Cultural change can and does happen far more quickly than you might anticipate, but it is hard to notice it as it’s changing, the change becomes evident as you reflect. In 2021, Adam Carey, the then, Education Editor at The Age wrote an article, Former struggle school stuns with two-year turnaround, about the cultural change that was occurring at my former school, Monterey Secondary College.

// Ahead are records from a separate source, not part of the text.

// SPDX-License-Identifier: MIT OR Apache-2.0
//! Diff-based undo/redo over the canvas state.
//!
//! `store()` serializes the full editable state, diffs it against the
//! previous snapshot and keeps only the delta, so memory stays bounded on
//! large graphs. Diffs are invertible (undo applies them backward),
//! idempotent under re-application, and composable (interactive gestures
//! collapse into a single undoable entry). Ids are part of the state, so a
//! round trip restores exact object identity, not just equivalent content.

use crate::canvas::{GraphCanvas, SnapshotError};
use crate::frame::Band;
use crate::id::{FrameId, LinkId, NodeId, PortId};
use crate::port::TypeTag;
use crate::registry::EditorRegistries;
use serde::{Deserialize, Serialize};
use std::collections::{BTreeMap, BTreeSet, VecDeque};

/// Default maximum number of history entries
pub const MAX_HISTORY: usize = 64;

/// History errors
#[derive(Debug, thiserror::Error)]
pub enum HistoryError {
    /// Nothing to undo
    #[error("Nothing to undo")]
    NothingToUndo,

    /// Nothing to redo
    #[error("Nothing to redo")]
    NothingToRedo,

    /// A diff failed to apply; the stack was reset
    #[error("History entry could not be applied: {0}")]
    ApplyFailed(#[from] SnapshotError),
}

/// Canonical serialized form of one port
#[derive(Debug, Clone, PartialEq, Serialize, Deserialize)]
pub struct PortState {
    /// Port id
    pub id: PortId,
    /// Port name
    pub name: String,
    /// Exposure flag
    pub exposed_on_frame: bool,
    /// Exposure slot
    pub exposed_position: i32,
    /// Accepted type tags
    pub accepted: BTreeSet<TypeTag>,
    /// Excluded type tags
    pub excluded: BTreeSet<TypeTag>,
}

/// Canonical serialized form of one node
#[derive(Debug, Clone, PartialEq, Serialize, Deserialize)]
pub struct NodeState {
    /// Content class name
    pub kind: String,
    /// Position
    pub x: f32,
    /// Position
    pub y: f32,
    /// Collapsed flag
    pub collapsed: bool,
    /// Enclosing frame
    pub frame: Option<FrameId>,
    /// Input ports in declaration order
    pub inputs: Vec<PortState>,
    /// Output ports in declaration order
    pub outputs: Vec<PortState>,
    /// Opaque content payload
    pub content: serde_json::Value,
}

/// Canonical serialized form of one link
#[derive(Debug, Clone, PartialEq, Serialize, Deserialize)]
pub struct LinkState {
    /// Source node
    pub from_node: NodeId,
    /// Source port
    pub from_port: PortId,
    /// Target node
    pub to_node: NodeId,
    /// Target port
    pub to_port: PortId,
    /// Visibility flag
    pub visible: bool,
}

/// Canonical serialized form of one frame-port proxy
#[derive(Debug, Clone, PartialEq, Serialize, Deserialize)]
pub struct FramePortState {
    /// Proxy id
    pub id: PortId,
    /// Interior port
    pub inner: PortId,
    /// Band group
    pub band: Band,
    /// Slot index
    pub slot: usize,
}

/// Canonical serialized form of one frame
#[derive(Debug, Clone, PartialEq, Serialize, Deserialize)]
pub struct FrameState {
    /// Title
    pub name: String,
    /// Tint
    pub color: [u8; 3],
    /// Bounds origin
    pub x: f32,
    /// Bounds origin
    pub y: f32,
    /// Bounds size
    pub width: f32,
    /// Bounds size
    pub height: f32,
    /// Collapsed flag
    pub collapsed: bool,
    /// Remembered expanded bounds while collapsed
    pub expanded: Option<[f32; 4]>,
    /// Enclosed nodes
    pub nodes: BTreeSet<NodeId>,
    /// Input-side proxies
    pub input_ports: Vec<FramePortState>,
    /// Output-side proxies
    pub output_ports: Vec<FramePortState>,
    /// Comment text
    pub comments: String,
}

/// Camera part of the editable state
#[derive(Debug, Clone, PartialEq, Serialize, Deserialize)]
pub struct CameraState {
    /// Pan offset
    pub x: f32,
    /// Pan offset
    pub y: f32,
    /// Zoom factor
    pub zoom: f32,
}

The most critical indicator of cultural change highlighted in the article was the change in teachers perception that their classrooms were orderly and focused which moved from 15% of teachers in 2019 to 89% in 2021. 

 

To make and sustain that vast improvement, practice change occurred on a day-to-day in all classrooms through professional learning, classroom observations and feedback, and coaching, together, representing the ‘incline on each step’. 

 

Systemic and structural change occurred through improved processes for seeking support with students who had become dysregulated and a more robust and capable leadership team who were able to better coregulate with students as well as building appropriate plans so reduce instances of dysregulation occurring for each student.

 

In 2024, my final year at Monterey Secondary College, teachers perception that their classrooms were orderly and focused remained high, at 71%, much higher than the 15% in 2019 but a good margin lower than the 89% in 2021. The dip from 89% to 71% represents the lifted expectations that all staff now hold for their classrooms. The expectations for calm, orderly and focussed classrooms are now much higher.

 

The challenge at Brighton Secondary College is vastly different to the challenge at Monterey Secondary College, but the underpinning theory of change is similar and whilst students and families may not feel the change immediately, that is to be expected, but the change will be felt, it will be positive and it will be sustained.